A parte mais visível e impactante desse sistema é a polícia, através da estrutura maior que vigia as ruas com seus agentes uniformizados e de seu complemento que investiga crimes. A representação de autoridade do Estado que o policial carrega tem enorme impacto na ordem pública, muito além da mera ação de caráter criminal. A polícia, é bom que se diga, é insubstituível e nada produz seus efeitos — nem por um dia —, sejam guardas municipais, sejam as tropas aguerridas das Forças Armadas. Ocorre que no Brasil os governantes desprestigiam e gerem mal suas polícias. Quando a baixa hierarquia da PM pernambucana ficou desmotivada nas ruas por receber ajuste salarial menor que seus chefes, os homicídios saltaram de 3 100 para 5 427 em 2017. Esse estrago, como outros similares, não foi do crime organizado, mas de decisões equivocadas do governo.

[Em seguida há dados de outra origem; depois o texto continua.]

//! Client authentication subsystem.
//!
//! # Data Flow
//! ```text
//! TLS handshake (rustls)
//!     → net::tls::MutualTlsVerifier (chain of trust against the CA bundle)
//!     → verifier.rs (identity constraint on end-entity certificates)
//!     → accept: connection proceeds to HTTP
//!     → reject: handshake aborted with a generic alert
//! ```

pub mod verifier;

pub use verifier::{AuthError, ChainVerifier, IdentityConstraint, IdentityVerifier};
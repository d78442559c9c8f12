//! Request handling and transformation.
//!
//! # Responsibilities
//! - Generate unique request IDs (UUID v4)
//! - Extract the target host used for virtual-host routing
//! - Add the `X-Forwarded-*` headers of a reverse proxy

use std::net::IpAddr;

use axum::http::{header, HeaderMap, HeaderValue, Request};
use tower_http::request_id::{MakeRequestId, RequestId};
use uuid::Uuid;

pub const X_REQUEST_ID: &str = "x-request-id";
pub const X_FORWARDED_FOR: &str = "x-forwarded-for";
pub const X_FORWARDED_HOST: &str = "x-forwarded-host";
pub const X_FORWARDED_PROTO: &str = "x-forwarded-proto";

/// Request ID generator backed by UUID v4.
#[derive(Debug, Clone, Copy, Default)]
pub struct UuidRequestId;

impl MakeRequestId for UuidRequestId {
    fn make_request_id<B>(&mut self, _request: &Request<B>) -> Option<RequestId> {
        HeaderValue::from_str(&Uuid::new_v4().to_string())
            .ok()
            .map(RequestId::new)
    }
}

/// The request ID set by the request-id layer, or "unknown".
pub fn request_id<B>(request: &Request<B>) -> String {
    request
        .headers()
        .get(X_REQUEST_ID)
        .and_then(|v| v.to_str().ok())
        .unwrap_or("unknown")
        .to_string()
}

/// The host a request targets: the `Host` header, else the URI authority
/// (HTTP/2 `:authority`), else empty.
pub fn target_host<B>(request: &Request<B>) -> String {
    request
        .headers()
        .get(header::HOST)
        .and_then(|v| v.to_str().ok())
        .map(str::to_owned)
        .or_else(|| request.uri().authority().map(|a| a.as_str().to_owned()))
        .unwrap_or_default()
}

/// Append the client to `X-Forwarded-For` and record the original host and
/// scheme.
pub fn set_forwarded_headers(headers: &mut HeaderMap, client_ip: Option<IpAddr>, original_host: &str) {
    if let Some(ip) = client_ip {
        let prior: Vec<&str> = headers
            .get_all(X_FORWARDED_FOR)
            .iter()
            .filter_map(|v| v.to_str().ok())
            .collect();
        let value = if prior.is_empty() {
            ip.to_string()
        } else {
            format!("{}, {}", prior.join(", "), ip)
        };
        if let Ok(value) = HeaderValue::from_str(&value) {
            headers.insert(X_FORWARDED_FOR, value);
        }
    }

    if !original_host.is_empty() {
        if let Ok(value) = HeaderValue::from_str(original_host) {
            headers.insert(X_FORWARDED_HOST, value);
        }
    }
    headers.insert(X_FORWARDED_PROTO, HeaderValue::from_static("https"));
}

#[cfg(test)]
mod tests {
    use super::*;
    use axum::body::Body;

    #[test]
    fn host_header_preferred() {
        let req = Request::builder()
            .uri("https://authority.example.com/x")
            .header("Host", "a.example.com")
            .body(Body::empty())
            .unwrap();
        assert_eq!(target_host(&req), "a.example.com");
    }

    #[test]
    fn authority_used_without_host_header() {
        let req = Request::builder()
            .uri("https://b.example.com:8443/x")
            .body(Body::empty())
            .unwrap();
        assert_eq!(target_host(&req), "b.example.com:8443");

        let bare = Request::builder().uri("/x").body(Body::empty()).unwrap();
        assert_eq!(target_host(&bare), "");
    }

    #[test]
    fn forwarded_for_is_appended() {
        let mut headers = HeaderMap::new();
        headers.insert(X_FORWARDED_FOR, HeaderValue::from_static("203.0.113.7"));

        set_forwarded_headers(&mut headers, Some("10.0.0.9".parse().unwrap()), "a.example.com");

        assert_eq!(headers[X_FORWARDED_FOR], "203.0.113.7, 10.0.0.9");
        assert_eq!(headers[X_FORWARDED_HOST], "a.example.com");
        assert_eq!(headers[X_FORWARDED_PROTO], "https");
    }

    #[test]
    fn generated_ids_are_unique() {
        let req = Request::builder().body(Body::empty()).unwrap();
        let mut maker = UuidRequestId;
        let a = maker.make_request_id(&req).unwrap();
        let b = maker.make_request_id(&req).unwrap();
        assert_ne!(a.header_value(), b.header_value());
    }
}
//! Per-connection session state.
//!
//! # Responsibilities
//! - Generate unique connection IDs for tracing
//! - Hold the verified peer certificate chain for the connection's lifetime
//! - Hold the connection slot, releasing it when the connection closes

use std::net::SocketAddr;
use std::sync::atomic::{AtomicU64, Ordering};
use std::time::Instant;

use rustls::pki_types::CertificateDer;
use tokio::sync::OwnedSemaphorePermit;

use crate::security::verifier::describe_subject;

/// Global atomic counter for connection IDs.
/// Using relaxed ordering is sufficient since we only need uniqueness, not synchronization.
static CONNECTION_ID_COUNTER: AtomicU64 = AtomicU64::new(1);

/// Unique identifier for a connection.
#[derive(Debug, Clone, Copy, PartialEq, Eq, Hash)]
pub struct ConnectionId(u64);

impl ConnectionId {
    /// Generate a new unique connection ID.
    pub fn new() -> Self {
        Self(CONNECTION_ID_COUNTER.fetch_add(1, Ordering::Relaxed))
    }

    /// Get the raw ID value.
    pub fn as_u64(&self) -> u64 {
        self.0
    }
}

impl Default for ConnectionId {
    fn default() -> Self {
        Self::new()
    }
}

impl std::fmt::Display for ConnectionId {
    fn fmt(&self, f: &mut std::fmt::Formatter<'_>) -> std::fmt::Result {
        write!(f, "conn-{}", self.0)
    }
}

/// State of one authenticated connection.
///
/// Created after a successful handshake and attached to every request served
/// on that connection. Dropped together with the connection.
#[derive(Debug)]
pub struct ConnectionSession {
    id: ConnectionId,
    peer_addr: Option<SocketAddr>,
    peer_chain: Vec<CertificateDer<'static>>,
    subject: String,
    established: Instant,
    _slot: Option<OwnedSemaphorePermit>,
}

impl ConnectionSession {
    pub fn new(
        peer_addr: Option<SocketAddr>,
        peer_chain: Vec<CertificateDer<'static>>,
        slot: Option<OwnedSemaphorePermit>,
    ) -> Self {
        let subject = peer_chain
            .first()
            .map(describe_subject)
            .unwrap_or_else(|| "<none>".to_string());

        Self {
            id: ConnectionId::new(),
            peer_addr,
            peer_chain,
            subject,
            established: Instant::now(),
            _slot: slot,
        }
    }

    pub fn id(&self) -> ConnectionId {
        self.id
    }

    pub fn peer_addr(&self) -> Option<SocketAddr> {
        self.peer_addr
    }

    /// Peer certificates, end-entity first.
    pub fn peer_chain(&self) -> &[CertificateDer<'static>] {
        &self.peer_chain
    }

    /// Subject of the client's end-entity certificate.
    pub fn subject(&self) -> &str {
        &self.subject
    }
}

impl Drop for ConnectionSession {
    fn drop(&mut self) {
        tracing::debug!(
            connection_id = %self.id,
            client = %self.subject,
            duration_ms = self.established.elapsed().as_millis() as u64,
            "Connection closed"
        );
    }
}
//! Mutual-TLS connection acceptor.
//!
//! Wraps axum-server's rustls acceptor: waits for a connection slot, runs the
//! handshake (client certificate required), and attaches a
//! [`ConnectionSession`] to the connection's service so every request served
//! on it can see who the peer is.

use std::io;
use std::sync::Arc;
use std::time::Duration;

use axum::middleware::AddExtension;
use axum::Extension;
use axum_server::accept::Accept;
use axum_server::tls_rustls::{RustlsAcceptor, RustlsConfig};
use futures_util::future::BoxFuture;
use tokio::net::TcpStream;
use tokio::sync::Semaphore;
use tokio_rustls::server::TlsStream;
use tower::Layer;

use crate::net::connection::ConnectionSession;
use crate::observability::metrics;

/// Acceptor enforcing the connection limit and the mTLS handshake.
#[derive(Clone)]
pub struct MutualTlsAcceptor {
    inner: RustlsAcceptor,
    slots: Arc<Semaphore>,
}

impl MutualTlsAcceptor {
    pub fn new(config: RustlsConfig, handshake_timeout: Duration, max_connections: usize) -> Self {
        Self {
            inner: RustlsAcceptor::new(config).handshake_timeout(handshake_timeout),
            slots: Arc::new(Semaphore::new(max_connections)),
        }
    }
}

impl<S> Accept<TcpStream, S> for MutualTlsAcceptor
where
    S: Send + 'static,
{
    type Stream = TlsStream<TcpStream>;
    type Service = AddExtension<S, Arc<ConnectionSession>>;
    type Future = BoxFuture<'static, io::Result<(Self::Stream, Self::Service)>>;

    fn accept(&self, stream: TcpStream, service: S) -> Self::Future {
        let inner = self.inner.clone();
        let slots = Arc::clone(&self.slots);

        Box::pin(async move {
            // Backpressure: hold the TCP connection until a slot frees up.
            let slot = slots
                .acquire_owned()
                .await
                .map_err(|_| io::Error::other("connection slots closed"))?;
            let peer_addr = stream.peer_addr().ok();

            let (stream, service) = match inner.accept(stream, service).await {
                Ok(accepted) => accepted,
                Err(e) => {
                    tracing::info!(
                        peer_addr = ?peer_addr,
                        error = %e,
                        "TLS handshake rejected"
                    );
                    metrics::record_handshake("rejected");
                    return Err(e);
                }
            };

            let peer_chain = stream
                .get_ref()
                .1
                .peer_certificates()
                .map(|certs| certs.to_vec())
                .unwrap_or_default();
            let session = Arc::new(ConnectionSession::new(peer_addr, peer_chain, Some(slot)));

            tracing::debug!(
                connection_id = %session.id(),
                peer_addr = ?peer_addr,
                client = %session.subject(),
                "Client authenticated"
            );
            metrics::record_handshake("accepted");

            Ok((stream, Extension(session).layer(service)))
        })
    }
}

A permanência na escola depois dos 15 anos e os programas de apoio a jovens podem contribuir para a redução da violência, as ações das prefeituras para a manutenção da ordem nas ruas são importante aditivo para conter distúrbios, mais empregos ajudam etc. etc. Mas, enquanto isso — e sabe-se lá quanto tempo vai demorar esse “enquanto isso” —, só a polícia pode conter a violência com a urgência de que precisamos. Cabe a Sergio Moro, ministro da Justiça e Segurança Pública, além das medidas anunciadas contra o crime organizado e da atualização da legislação criminal, promover a gestão eficiente das polícias estaduais para administrar riscos impactantes aos infratores. Nenhum presidente conseguiu ganhar essa guerra. Presidente Bolsonaro, é a sua vez.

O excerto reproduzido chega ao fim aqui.